Cambio climático: el motor de fenómenos extremos
Celeste Saulo, secretaria general de la OMM, explicó que el cambio climático está alterando el ciclo hidrológico y contribuyendo a fenómenos meteorológicos extremos, los cuales se intensifican cada año. En 2024, el año más caluroso registrado hasta la fecha, solo un tercio de las cuencas fluviales del planeta presentaron valores “normales”. A su vez, las regiones glaciares experimentaron pérdidas significativas debido al deshielo.
Este impacto es especialmente grave, ya que se ha perdido 450 gigatoneladas de hielo en todo el mundo, lo que equivale a 180 millones de piscinas olímpicas de agua y ha aumentado el nivel del mar en 1.2 mm, lo que agrava el riesgo de inundaciones en zonas costeras habitadas por cientos de millones de personas.
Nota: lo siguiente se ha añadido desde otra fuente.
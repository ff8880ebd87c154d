// State transition error types and constants

use crate::director::AppState;
use crate::error::ErrorCode;
use log::warn;
use std::fmt;

/// Transition error code constants
///
/// Error code range: 2001-2009
pub struct TransitionErrorCodes {}

impl TransitionErrorCodes {
    /// The (from, to) pair is absent from the transition table
    pub const INVALID_TRANSITION: i32 = 2001;
}

/// Log a rejected transition with structured context
///
/// Rejections are non-fatal (state is left unchanged), so they are logged
/// at `warn` rather than `error`.
pub fn log_transition_error(err: &InvalidTransition, context: &str) {
    warn!(
        "Transition rejected in {}: code={}, component=Director, message={}",
        context,
        err.code(),
        err.message()
    );
}

/// A state change that is not present in the transition table
///
/// The Director's state is guaranteed unchanged when this is returned.
#[derive(Debug, Clone, Copy, PartialEq, Eq)]
pub struct InvalidTransition {
    pub from: AppState,
    pub to: AppState,
}

impl ErrorCode for InvalidTransition {
    fn code(&self) -> i32 {
        TransitionErrorCodes::INVALID_TRANSITION
    }

    fn message(&self) -> String {
        format!("Transition {:?} -> {:?} is not allowed", self.from, self.to)
    }
}

impl fmt::Display for InvalidTransition {
    fn fmt(&self, f: &mut fmt::Formatter<'_>) -> fmt::Result {
        write!(
            f,
            "InvalidTransition (code {}): {}",
            self.code(),
            self.message()
        )
    }
}

impl std::error::Error for InvalidTransition {}

#[cfg(test)]
mod tests {
    use super::*;

    #[test]
    fn test_invalid_transition_message_names_both_states() {
        let err = InvalidTransition {
            from: AppState::Idle,
            to: AppState::Celebration,
        };
        assert_eq!(err.code(), 2001);
        assert!(err.message().contains("Idle"));
        assert!(err.message().contains("Celebration"));
        assert!(err.to_string().contains("2001"));
    }
}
Regiones afectadas: sequías y lluvias extremas
Algunas regiones del mundo, como la cuenca amazónica, el sur de África y varias zonas de Sudamérica, enfrentaron graves sequías en 2024, mientras que otras experimentaron condiciones mucho más húmedas de lo normal. Por ejemplo, en África tropical, las precipitaciones excepcionales causaron más de 2,500 muertes y desplazaron a 4 millones de personas.
Europa sufrió sus peores inundaciones desde 2013, mientras que Asia y el Pacífico enfrentaron precipitaciones récord y ciclones tropicales que dejaron más de 1,000 muertos.
El deshielo de los glaciares y el futuro del agua
El deshielo de los glaciares es otra de las principales causas que afectan la disponibilidad de agua. Desde los años 70, se han perdido 9,000 gigatoneladas de hielo, lo que ha causado un aumento de 25 mm en el nivel del mar. Este deshielo acelerado y la sobreexplotación de acuíferos son factores críticos para entender por qué la cantidad total de agua disponible en el planeta no está creciendo, sino que disminuye en ciertos puntos del mundo.
El impacto sobre el acceso al agua y la recomendación de la OMM
Según la OMM, 3,600 millones de personas ya enfrentan acceso insuficiente al agua al menos un mes al año, y se estima que para 2050 esta cifra superará los 5,000 millones. Aunque la cantidad de agua en el planeta sigue siendo la misma, los patrones de distribución están cambiando drásticamente.
Stefan Uhlenbrook, director de hidrología de la OMM, destacó que optimizar el uso del agua en la agricultura y gestionar los acuíferos es esencial para mitigar la crisis hídrica global. También sugirió que se debe fomentar el almacenamiento de agua dulce proveniente de los glaciares, evitando que termine en los océanos, y promover su reutilización.
Un llamado urgente a la acción
Este informe de la OMM deja claro que el cambio climático está alterando los ciclos naturales del agua y que las sequías y diluvios extremos no son eventos aislados, sino una nueva normalidad.